In Latin America, the equivalent talent is substantially more accessible. A junior SageMaker developer in Argentina, Colombia, Mexico, or Brazil typically earns $35,000 to $55,000 per year. A mid-level engineer with proven production deployments and MLOps experience runs $60,000 to $100,000. A senior SageMaker engineer who can lead platform design, fine-tune foundation models, and optimize seven-figure AWS bills lands in the $100,000 to $150,000 range. These are 2026 LatAm market rates for full-time contractor engagements.
The pool of true senior SageMaker experts is smaller than for adjacent skills like vanilla Python ML, so expect to pay toward the top of these ranges for platform-level hires.
South only forwards candidates with real, shippable SageMaker experience. Every engineer in our pool has deployed at least one production endpoint, written SageMaker Pipelines, and debugged the kind of IAM-plus-VPC problem that makes SageMaker projects stall. We verify with practical exercises, not just resume keywords.
We match on the specifics of your stack. If you are fine-tuning Llama 3 with QLoRA and deploying to async endpoints, we find engineers who have done exactly that. If you are migrating from SageMaker Inference to EKS with KServe for cost reasons, we surface candidates with both sides of that experience. Our typical shortlist arrives within seven business days.
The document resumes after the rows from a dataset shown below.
use crate::address::{Address, TxHash};
use crate::error::WalletError;
use crate::token::{TokenBalanceState, TokenMetadata};

/// Connection phase of the session.
#[derive(Debug, Clone, Copy, Default, PartialEq, Eq)]
pub enum SessionPhase {
    #[default]
    Disconnected,
    Connecting,
    Connected,
    NetworkError,
}

/// Selected account and network error.
///
/// `account` is only set once initialization for it has completed.
#[derive(Debug, Clone, Default, PartialEq, Eq)]
pub struct Session {
    phase: SessionPhase,
    account: Option<Address>,
    network_error: Option<String>,
}

impl Session {
    pub fn phase(&self) -> SessionPhase {
        self.phase
    }

    pub fn account(&self) -> Option<Address> {
        self.account
    }

    pub fn network_error(&self) -> Option<&str> {
        self.network_error.as_deref()
    }

    pub fn is_connected(&self) -> bool {
        self.phase == SessionPhase::Connected && self.account.is_some()
    }

    /// The network error survives until a connect completes, so an
    /// abandoned attempt falls back to `NetworkError`.
    pub(crate) fn begin_connecting(&mut self) {
        self.phase = SessionPhase::Connecting;
    }

    /// Back out of a connect attempt that did not complete.
    pub(crate) fn abandon_connecting(&mut self) {
        if self.phase == SessionPhase::Connecting {
            self.phase = self.settled_phase();
        }
    }

    fn settled_phase(&self) -> SessionPhase {
        if self.network_error.is_some() {
            SessionPhase::NetworkError
        } else if self.account.is_some() {
            SessionPhase::Connected
        } else {
            SessionPhase::Disconnected
        }
    }

    pub(crate) fn connected(&mut self, account: Address) {
        self.phase = SessionPhase::Connected;
        self.account = Some(account);
        self.network_error = None;
    }

    pub(crate) fn network_failed(&mut self, message: String) {
        self.phase = SessionPhase::NetworkError;
        self.network_error = Some(message);
    }

    /// Clear the network error. No retry is attempted.
    pub(crate) fn dismiss_network_error(&mut self) {
        self.network_error = None;
        if self.phase == SessionPhase::NetworkError {
            self.phase = self.settled_phase();
        }
    }
}

/// Point-in-time copy of everything the presentation layer renders.
#[derive(Debug, Clone, PartialEq)]
pub struct SessionSnapshot {
    pub wallet_detected: bool,
    pub session: Session,
    pub metadata: Option<TokenMetadata>,
    pub balances: TokenBalanceState,
    pub pending_hash: Option<TxHash>,
    pub transaction_error: Option<WalletError>,
    pub decimals: u8,
}

#[cfg(test)]
mod tests {
    use super::*;

    #[test]
    fn test_connect_lifecycle() {
        let mut session = Session::default();
        assert_eq!(session.phase(), SessionPhase::Disconnected);

        session.begin_connecting();
        assert_eq!(session.phase(), SessionPhase::Connecting);
        assert!(session.account().is_none());

        let account = Address::new([0xaa; 20]);
        session.connected(account);
        assert!(session.is_connected());
        assert_eq!(session.account(), Some(account));
    }

    #[test]
    fn test_network_error_dismissal() {
        let mut session = Session::default();
        session.begin_connecting();
        session.network_failed("wrong network".to_string());
        assert_eq!(session.phase(), SessionPhase::NetworkError);
        assert_eq!(session.network_error(), Some("wrong network"));

        session.dismiss_network_error();
        assert_eq!(session.phase(), SessionPhase::Disconnected);
        assert!(session.network_error().is_none());
    }

    #[test]
    fn test_abandon_keeps_existing_account() {
        let mut session = Session::default();
        session.connected(Address::new([1; 20]));
        session.begin_connecting();
        session.abandon_connecting();
        assert_eq!(session.phase(), SessionPhase::Connected);

        let mut fresh = Session::default();
        fresh.begin_connecting();
        fresh.abandon_connecting();
        assert_eq!(fresh.phase(), SessionPhase::Disconnected);
    }

    #[test]
    fn test_abandon_restores_network_error() {
        let mut session = Session::default();
        session.connected(Address::new([1; 20]));
        session.network_failed("wrong network".to_string());

        session.begin_connecting();
        session.abandon_connecting();
        assert_eq!(session.phase(), SessionPhase::NetworkError);
        assert_eq!(session.network_error(), Some("wrong network"));

        session.begin_connecting();
        session.connected(Address::new([1; 20]));
        assert_eq!(session.phase(), SessionPhase::Connected);
        assert!(session.network_error().is_none());
    }
}
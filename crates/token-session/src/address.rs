use std::fmt;
use std::str::FromStr;

use serde::{Deserialize, Deserializer, Serialize, Serializer};
use tiny_keccak::{Hasher, Keccak};

use crate::error::BindingError;

/// A 20-byte account or contract address.
#[derive(Clone, Copy, PartialEq, Eq, Hash, PartialOrd, Ord)]
pub struct Address([u8; 20]);

/// A 32-byte transaction hash.
#[derive(Clone, Copy, PartialEq, Eq, Hash, PartialOrd, Ord)]
pub struct TxHash([u8; 32]);

impl Address {
    pub const fn new(bytes: [u8; 20]) -> Self {
        Self(bytes)
    }

    pub fn as_bytes(&self) -> &[u8; 20] {
        &self.0
    }

    /// Lowercase `0x`-prefixed hex, the form sent over JSON-RPC.
    pub fn to_hex(&self) -> String {
        format!("0x{}", hex::encode(self.0))
    }

    /// EIP-55 mixed-case checksum encoding.
    pub fn to_checksum(&self) -> String {
        let lower = hex::encode(self.0);
        let hash = keccak256(lower.as_bytes());
        let mixed: String = lower
            .char_indices()
            .map(|(i, c)| {
                let shift = if i % 2 == 0 { 4 } else { 0 };
                // Uppercase where the matching hash nibble has its high bit set.
                if (hash[i / 2] >> shift) & 0x08 != 0 {
                    c.to_ascii_uppercase()
                } else {
                    c
                }
            })
            .collect();
        format!("0x{mixed}")
    }
}

impl TxHash {
    pub const fn new(bytes: [u8; 32]) -> Self {
        Self(bytes)
    }

    pub fn as_bytes(&self) -> &[u8; 32] {
        &self.0
    }

    pub fn to_hex(&self) -> String {
        format!("0x{}", hex::encode(self.0))
    }
}

pub(crate) fn keccak256(data: &[u8]) -> [u8; 32] {
    let mut hasher = Keccak::v256();
    hasher.update(data);
    let mut hash = [0u8; 32];
    hasher.finalize(&mut hash);
    hash
}

fn parse_fixed<const N: usize>(s: &str) -> Result<[u8; N], BindingError> {
    let digits = s
        .trim()
        .strip_prefix("0x")
        .or_else(|| s.trim().strip_prefix("0X"))
        .unwrap_or(s.trim());
    let bytes = hex::decode(digits).map_err(|e| BindingError::InvalidHex(format!("{s}: {e}")))?;
    bytes.try_into().map_err(|b: Vec<u8>| {
        BindingError::InvalidHex(format!("{s}: expected {N} bytes, got {}", b.len()))
    })
}

impl FromStr for Address {
    type Err = BindingError;

    fn from_str(s: &str) -> Result<Self, Self::Err> {
        parse_fixed::<20>(s).map(Self)
    }
}

impl FromStr for TxHash {
    type Err = BindingError;

    fn from_str(s: &str) -> Result<Self, Self::Err> {
        parse_fixed::<32>(s).map(Self)
    }
}

impl fmt::Display for Address {
    fn fmt(&self, f: &mut fmt::Formatter<'_>) -> fmt::Result {
        f.write_str(&self.to_checksum())
    }
}

impl fmt::Debug for Address {
    fn fmt(&self, f: &mut fmt::Formatter<'_>) -> fmt::Result {
        write!(f, "Address({})", self.to_checksum())
    }
}

impl fmt::Display for TxHash {
    fn fmt(&self, f: &mut fmt::Formatter<'_>) -> fmt::Result {
        f.write_str(&self.to_hex())
    }
}

impl fmt::Debug for TxHash {
    fn fmt(&self, f: &mut fmt::Formatter<'_>) -> fmt::Result {
        write!(f, "TxHash({})", self.to_hex())
    }
}

impl Serialize for Address {
    fn serialize<S: Serializer>(&self, serializer: S) -> Result<S::Ok, S::Error> {
        serializer.serialize_str(&self.to_hex())
    }
}

impl<'de> Deserialize<'de> for Address {
    fn deserialize<D: Deserializer<'de>>(deserializer: D) -> Result<Self, D::Error> {
        let s = String::deserialize(deserializer)?;
        s.parse().map_err(serde::de::Error::custom)
    }
}

impl Serialize for TxHash {
    fn serialize<S: Serializer>(&self, serializer: S) -> Result<S::Ok, S::Error> {
        serializer.serialize_str(&self.to_hex())
    }
}

impl<'de> Deserialize<'de> for TxHash {
    fn deserialize<D: Deserializer<'de>>(deserializer: D) -> Result<Self, D::Error> {
        let s = String::deserialize(deserializer)?;
        s.parse().map_err(serde::de::Error::custom)
    }
}

#[cfg(test)]
mod tests {
    use super::*;

    #[test]
    fn test_eip55_checksum() {
        // Known checksum: 0x5aAeb6053F3E94C9b9A09f33669435E7Ef1BeAed
        let addr: Address = "0x5aaeb6053f3e94c9b9a09f33669435e7ef1beaed".parse().unwrap();
        assert_eq!(addr.to_checksum(), "0x5aAeb6053F3E94C9b9A09f33669435E7Ef1BeAed");
        assert_eq!(addr.to_hex(), "0x5aaeb6053f3e94c9b9a09f33669435e7ef1beaed");
    }

    #[test]
    fn test_parse_case_insensitive() {
        let lower: Address = "0xdac17f958d2ee523a2206206994597c13d831ec7".parse().unwrap();
        let mixed: Address = "0xdAC17F958D2ee523a2206206994597C13D831ec7".parse().unwrap();
        assert_eq!(lower, mixed);
    }

    #[test]
    fn test_parse_rejects_wrong_length() {
        assert!("0x1234".parse::<Address>().is_err());
        assert!("0xzz".parse::<TxHash>().is_err());
        let short_hash = format!("0x{}", "ab".repeat(31));
        assert!(short_hash.parse::<TxHash>().is_err());
    }

    #[test]
    fn test_serde_as_hex_string() {
        let addr = Address::new([0xaa; 20]);
        let json = serde_json::to_string(&addr).unwrap();
        assert_eq!(json, format!("\"0x{}\"", "aa".repeat(20)));
        let back: Address = serde_json::from_str(&json).unwrap();
        assert_eq!(back, addr);
    }
}
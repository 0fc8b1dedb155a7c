// This Source Code Form is subject to the terms of the Mozilla Public
// License, v. 2.0. If a copy of the MPL was not distributed with this
// file, You can obtain one at https://mozilla.org/MPL/2.0/.

use std::collections::HashMap;
use std::future::Future;
use std::time::Duration;

use futures::TryStreamExt;
use tokio::sync::OnceCell;
use tracing::info;
use url::Url;

use crate::catalog::{Episode, Show};
use crate::config::Settings;
use crate::credential::{CredentialStore, Subscription};
use crate::error::PostcastError;
use crate::feed::Feed;
use crate::fetch::Fetcher;
use crate::http::{HttpClient, build_url};
use crate::session::Session;

/// Episodes included in a feed unless the complete archive is requested
pub const FEED_EPISODE_LIMIT: usize = 20;

/// Client context shared by every boundary operation
///
/// Owns the HTTP client, the session and the show cache. The cache is filled
/// from one full catalog walk the first time a show is looked up; concurrent
/// lookups on a cold cache wait for that single walk, and a walk that fails
/// or is cancelled leaves the cache empty for the next caller.
pub struct PostcastApi<C> {
    client: C,
    session: Session,
    podcasts_url: Url,
    site_url: Url,
    feed_language: String,
    timeout: Duration,
    shows: OnceCell<HashMap<String, Show>>,
}

impl<C: HttpClient> PostcastApi<C> {
    pub fn new(client: C, settings: Settings) -> Result<Self, url::ParseError> {
        let podcasts_url = build_url(&settings.api_base_url, &[&settings.podcasts_route])?;
        let login_url = build_url(
            &settings.api_base_url,
            &[&settings.users_route, "auth", "login"],
        )?;

        let session = Session::new(
            CredentialStore::new(settings.cache_file),
            login_url,
            settings.username,
            settings.password,
        );

        Ok(Self {
            client,
            session,
            podcasts_url,
            site_url: settings.site_url,
            feed_language: settings.feed_language,
            timeout: settings.request_timeout,
            shows: OnceCell::new(),
        })
    }

    pub fn session(&self) -> &Session {
        &self.session
    }

    pub fn fetcher(&self) -> Fetcher<'_, C> {
        Fetcher::new(&self.client, &self.session, &self.podcasts_url)
    }

    /// Resolve credentials up front so the subscription status is logged at startup
    pub async fn login(&self) -> Result<Option<Subscription>, PostcastError> {
        self.bounded(async {
            self.session.token(&self.client).await?;
            Ok::<_, PostcastError>(self.session.subscription().await)
        })
        .await
    }

    /// The show cache, populated on first use
    pub async fn shows(&self) -> Result<&HashMap<String, Show>, PostcastError> {
        self.bounded(self.shows.get_or_try_init(|| async {
            let shows: Vec<Show> = self.fetcher().shows(None).try_collect().await?;
            info!(count = shows.len(), "Loaded podcast catalog");
            Ok::<_, PostcastError>(
                shows
                    .into_iter()
                    .map(|show| (show.slug.clone(), show))
                    .collect(),
            )
        }))
        .await
    }

    pub async fn get_show(&self, slug: &str) -> Result<Show, PostcastError> {
        self.shows()
            .await?
            .get(slug)
            .cloned()
            .ok_or_else(|| PostcastError::NotFound(format!("Podcast '{slug}'")))
    }

    /// Shows straight from the catalog, bypassing the cache
    pub async fn list_shows(&self, limit: Option<usize>) -> Result<Vec<Show>, PostcastError> {
        let shows: Vec<Show> = self
            .bounded(async {
                Ok::<_, PostcastError>(self.fetcher().shows(limit).try_collect().await?)
            })
            .await?;

        if shows.is_empty() {
            return Err(PostcastError::NotFound("Podcasts".to_string()));
        }
        Ok(shows)
    }

    pub async fn list_episodes(
        &self,
        slug: &str,
        limit: Option<usize>,
    ) -> Result<Vec<Episode>, PostcastError> {
        self.get_show(slug).await?;

        let episodes: Vec<Episode> = self
            .bounded(async {
                Ok::<_, PostcastError>(self.fetcher().episodes(slug, limit).try_collect().await?)
            })
            .await?;

        if episodes.is_empty() {
            return Err(PostcastError::NotFound(format!("Episodes of '{slug}'")));
        }
        Ok(episodes)
    }

    pub async fn latest_episode(&self, slug: &str) -> Result<Episode, PostcastError> {
        self.get_show(slug).await?;

        let latest = self
            .bounded(async {
                Ok::<_, PostcastError>(self.fetcher().episodes(slug, Some(1)).try_next().await?)
            })
            .await?;

        latest.ok_or_else(|| PostcastError::NotFound(format!("Episodes of '{slug}'")))
    }

    /// Build the RSS document for a show
    ///
    /// Only the latest [`FEED_EPISODE_LIMIT`] episodes are included unless
    /// `complete` is set. `self_link` is the URL the document will be served
    /// from, if known.
    pub async fn render_feed(
        &self,
        slug: &str,
        complete: bool,
        self_link: Option<Url>,
    ) -> Result<String, PostcastError> {
        let show = self.get_show(slug).await?;

        let mut feed = Feed::new(show)
            .with_language(self.feed_language.clone())
            .with_link(self.site_url.clone());
        if let Some(self_link) = self_link {
            feed = feed.with_self_link(self_link);
        }

        let limit = (!complete).then_some(FEED_EPISODE_LIMIT);
        let feed = self
            .bounded(async {
                let mut episodes = self.fetcher().episodes(slug, limit);
                while let Some(episode) = episodes.try_next().await? {
                    feed.add_episode(episode);
                }
                Ok::<_, PostcastError>(feed)
            })
            .await?;

        if feed.is_empty() {
            return Err(PostcastError::NotFound(format!("Episodes of '{slug}'")));
        }

        info!(slug, episodes = feed.len(), complete, "Rendering feed");
        Ok(feed.render()?)
    }

    async fn bounded<T, F>(&self, operation: F) -> Result<T, PostcastError>
    where
        F: Future<Output = Result<T, PostcastError>>,
    {
        tokio::time::timeout(self.timeout, operation)
            .await
            .map_err(|_| PostcastError::Timeout(self.timeout))?
    }
}

#[cfg(test)]
mod tests {
    use super::*;
    use crate::error::ErrorKind;
    use crate::test_support::{BASE_URL, MockApi, PODCASTS_ROUTE, USERS_ROUTE};
    use secrecy::SecretString;
    use std::sync::Arc;
    use tempfile::{TempDir, tempdir};

    fn api(mock: MockApi) -> (PostcastApi<MockApi>, TempDir) {
        let dir = tempdir().unwrap();
        let mut settings = Settings::new(
            SecretString::from("user".to_string()),
            SecretString::from("pass".to_string()),
        );
        settings.api_base_url = Url::parse(BASE_URL).unwrap();
        settings.podcasts_route = PODCASTS_ROUTE.to_string();
        settings.users_route = USERS_ROUTE.to_string();
        settings.cache_file = dir.path().join("cache.json");

        (PostcastApi::new(mock, settings).unwrap(), dir)
    }

    #[tokio::test]
    async fn show_cache_is_populated_once() {
        let (api, _dir) = api(MockApi::new().with_shows(450));

        let show = api.get_show("show-449").await.unwrap();
        assert_eq!(show.id, 449);
        api.get_show("show-0").await.unwrap();
        api.get_show("show-10").await.unwrap();

        assert_eq!(api.shows().await.unwrap().len(), 450);
        assert_eq!(api.client.catalog_calls(), 3);
    }

    #[tokio::test]
    async fn concurrent_cold_lookups_share_one_catalog_walk() {
        let (api, _dir) = api(
            MockApi::new()
                .with_shows(5)
                .with_latency(Duration::from_millis(20)),
        );
        let api = Arc::new(api);

        let handles: Vec<_> = (0..8)
            .map(|i| {
                let api = api.clone();
                tokio::spawn(async move {
                    api.get_show(&format!("show-{}", i % 5)).await.map(|_| ())
                })
            })
            .collect();
        for handle in handles {
            handle.await.unwrap().unwrap();
        }

        assert_eq!(api.client.catalog_calls(), 1);
        assert_eq!(api.client.login_calls(), 1);
    }

    #[tokio::test]
    async fn unknown_show_is_not_found() {
        let (api, _dir) = api(MockApi::new().with_shows(2));

        let error = api.get_show("nope").await.unwrap_err();
        assert_eq!(error.kind(), ErrorKind::NotFound);
    }

    #[tokio::test]
    async fn failed_population_leaves_cache_empty() {
        let (api, _dir) = api(
            MockApi::new()
                .with_shows(2)
                .with_page_failure(1, 500, "Internal Server Error"),
        );

        let error = api.get_show("show-0").await.unwrap_err();
        assert_eq!(error.kind(), ErrorKind::Upstream);
        assert!(api.shows.get().is_none());
    }

    #[tokio::test]
    async fn timeout_cancels_population_without_caching() {
        let (mut api, _dir) = api(
            MockApi::new()
                .with_shows(2)
                .with_latency(Duration::from_millis(200)),
        );
        api.timeout = Duration::from_millis(50);

        let error = api.get_show("show-0").await.unwrap_err();
        assert!(matches!(error, PostcastError::Timeout(_)));
        assert_eq!(error.kind(), ErrorKind::Unavailable);
        assert!(api.shows.get().is_none());
    }

    #[tokio::test]
    async fn list_shows_honours_limit() {
        let (api, _dir) = api(MockApi::new().with_shows(30));

        let shows = api.list_shows(Some(7)).await.unwrap();
        assert_eq!(shows.len(), 7);
    }

    #[tokio::test]
    async fn empty_catalog_is_not_found() {
        let (api, _dir) = api(MockApi::new());

        let error = api.list_shows(None).await.unwrap_err();
        assert_eq!(error.kind(), ErrorKind::NotFound);
    }

    #[tokio::test]
    async fn list_episodes_requires_known_show() {
        let (api, _dir) = api(
            MockApi::new()
                .with_shows(1)
                .with_episodes("show-0", 12),
        );

        let episodes = api.list_episodes("show-0", Some(5)).await.unwrap();
        assert_eq!(episodes.len(), 5);

        let error = api.list_episodes("ghost", None).await.unwrap_err();
        assert_eq!(error.kind(), ErrorKind::NotFound);
    }

    #[tokio::test]
    async fn latest_episode_is_first_in_server_order() {
        let (api, _dir) = api(
            MockApi::new()
                .with_shows(1)
                .with_episodes("show-0", 12),
        );

        let latest = api.latest_episode("show-0").await.unwrap();
        assert_eq!(latest.id, 1);

        let episode_calls: Vec<_> = api
            .client
            .page_calls()
            .into_iter()
            .filter(|call| call.scope.as_deref() == Some("show-0"))
            .collect();
        assert_eq!(episode_calls.len(), 1);
        assert_eq!(episode_calls[0].hits, 1);
    }

    #[tokio::test]
    async fn feed_is_capped_unless_complete() {
        let (api, _dir) = api(
            MockApi::new()
                .with_shows(1)
                .with_episodes("show-0", 250),
        );

        let capped = api.render_feed("show-0", false, None).await.unwrap();
        assert_eq!(capped.matches("<item>").count(), FEED_EPISODE_LIMIT);

        let complete = api.render_feed("show-0", true, None).await.unwrap();
        assert_eq!(complete.matches("<item>").count(), 250);
    }

    #[tokio::test]
    async fn feed_uses_site_link_and_language() {
        let (api, _dir) = api(
            MockApi::new()
                .with_shows(1)
                .with_episodes("show-0", 2),
        );
        let self_link = Url::parse("https://feeds.example.com/show-0/rss").unwrap();

        let xml = api
            .render_feed("show-0", false, Some(self_link))
            .await
            .unwrap();

        assert!(xml.contains("<link>https://www.ilpost.it/</link>"));
        assert!(xml.contains("<language>it</language>"));
        assert!(xml.contains(r#"href="https://feeds.example.com/show-0/rss""#));
    }

    #[tokio::test]
    async fn feed_without_episodes_is_not_found() {
        let (api, _dir) = api(
            MockApi::new()
                .with_shows(1)
                .with_episodes("show-0", 0),
        );

        let error = api.render_feed("show-0", true, None).await.unwrap_err();
        assert_eq!(error.kind(), ErrorKind::NotFound);
    }

    #[tokio::test]
    async fn rejected_login_surfaces_as_auth_failure() {
        let (api, _dir) = api(
            MockApi::new()
                .with_shows(1)
                .with_login_status(403, "Forbidden"),
        );

        let error = api.list_shows(None).await.unwrap_err();
        assert_eq!(error.kind(), ErrorKind::AuthenticationFailed);
        assert!(!error.to_string().contains("pass"));
    }

    #[tokio::test]
    async fn login_reports_subscription() {
        let (api, _dir) = api(MockApi::new());

        let subscription = api.login().await.unwrap().unwrap();
        assert_eq!(subscription.billing_period, "yearly");
        assert!(!api.session().is_expired().await);
    }
}
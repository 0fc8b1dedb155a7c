mod assemble;

pub use assemble::{AUDIO_MIME_TYPE, Feed};
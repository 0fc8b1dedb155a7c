mod episode;
mod show;
pub mod timestamp;

pub use episode::{Episode, EpisodeNumber, episode_guid, format_duration};
pub use show::{Show, ShowMetadata};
Whether you need a specialist to lead a migration or a full-time platform engineer to anchor your MLOps org, South can help. Start hiring Amazon SageMaker developers today.
/tmp).SageMaker is the deepest-integrated option for AWS-native teams and has the widest surface area (data labeling through deployment). Vertex AI is cleaner and better integrated with BigQuery. Databricks ML shines when your data is already on Databricks and you want MLflow natively. Most hiring decisions follow your existing cloud choice.
No. SageMaker engineers are primarily platform and MLOps engineers who understand ML well enough to serve data scientists. Deep research skills are a bonus, not a requirement.
Yes. Many have worked in fintech (Nubank, dLocal, Kushki) or health companies with equivalent or stricter regulatory requirements than US-based SOC 2 audits.
South provides sandbox AWS environments for practical assessments, or we can run the assessment on your staging account with scoped-down IAM permissions.
That is a common scenario, especially for cost reasons. Senior LatAm engineers with SageMaker and EKS experience can lead the migration, keeping the training side on SageMaker while moving inference to self-managed Kubernetes.
SageMaker engineers usually pair with adjacent ML and data platform skills. Explore our talent pools for AWS, Python, MLflow, machine learning, and Airflow. For data foundations, see Snowflake, Databricks, and pandas.